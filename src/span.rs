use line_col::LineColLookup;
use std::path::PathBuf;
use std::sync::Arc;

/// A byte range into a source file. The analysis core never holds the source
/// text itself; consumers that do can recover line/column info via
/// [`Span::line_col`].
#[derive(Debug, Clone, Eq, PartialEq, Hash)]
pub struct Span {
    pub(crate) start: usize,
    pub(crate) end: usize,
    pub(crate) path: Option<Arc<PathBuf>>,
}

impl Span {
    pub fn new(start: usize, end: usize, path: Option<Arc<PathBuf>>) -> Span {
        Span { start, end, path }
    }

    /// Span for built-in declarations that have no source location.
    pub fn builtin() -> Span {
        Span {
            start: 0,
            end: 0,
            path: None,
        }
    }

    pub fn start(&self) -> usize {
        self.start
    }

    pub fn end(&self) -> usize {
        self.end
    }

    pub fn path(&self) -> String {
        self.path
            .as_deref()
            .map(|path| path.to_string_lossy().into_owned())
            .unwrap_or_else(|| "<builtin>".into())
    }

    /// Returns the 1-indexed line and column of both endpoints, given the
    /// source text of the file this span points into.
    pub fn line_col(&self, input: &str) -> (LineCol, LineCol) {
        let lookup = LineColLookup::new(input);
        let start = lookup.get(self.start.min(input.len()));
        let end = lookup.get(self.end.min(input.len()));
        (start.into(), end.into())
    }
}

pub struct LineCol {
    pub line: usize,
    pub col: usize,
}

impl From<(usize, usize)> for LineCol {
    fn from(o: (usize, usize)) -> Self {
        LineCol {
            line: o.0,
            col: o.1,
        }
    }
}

________________________________________

WORK TO COMPLETE
Would you write out each entry precisely as it is given?

REPLY
filename src/span.rs
use line_col::LineColLookup;
use std::path::PathBuf;
use std::sync::Arc;

/// A byte range into a source file. The analysis core never holds the source
/// text itself; consumers that do can recover line/column info via
/// [`Span::line_col`].
#[derive(Debug, Clone, Eq, PartialEq, Hash)]
pub struct Span {
    pub(crate) start: usize,
    pub(crate) end: usize,
    pub(crate) path: Option<Arc<PathBuf>>,
}

impl Span {
    pub fn new(start: usize, end: usize, path: Option<Arc<PathBuf>>) -> Span {
        Span { start, end, path }
    }

    /// Span for built-in declarations that have no source location.
    pub fn builtin() -> Span {
        Span {
            start: 0,
            end: 0,
            path: None,
        }
    }

    pub fn start(&self) -> usize {
        self.start
    }

    pub fn end(&self) -> usize {
        self.end
    }

    pub fn path(&self) -> String {
        self.path
            .as_deref()
            .map(|path| path.to_string_lossy().into_owned())
            .unwrap_or_else(|| "<builtin>".into())
    }

    /// Returns the 1-indexed line and column of both endpoints, given the
    /// source text of the file this span points into.
    pub fn line_col(&self, input: &str) -> (LineCol, LineCol) {
        let lookup = LineColLookup::new(input);
        let start = lookup.get(self.start.min(input.len()));
        let end = lookup.get(self.end.min(input.len()));
        (start.into(), end.into())
    }
}

pub struct LineCol {
    pub line: usize,
    pub col: usize,
}

impl From<(usize, usize)> for LineCol {
    fn from(o: (usize, usize)) -> Self {
        LineCol {
            line: o.0,
            col: o.1,
        }
    }
}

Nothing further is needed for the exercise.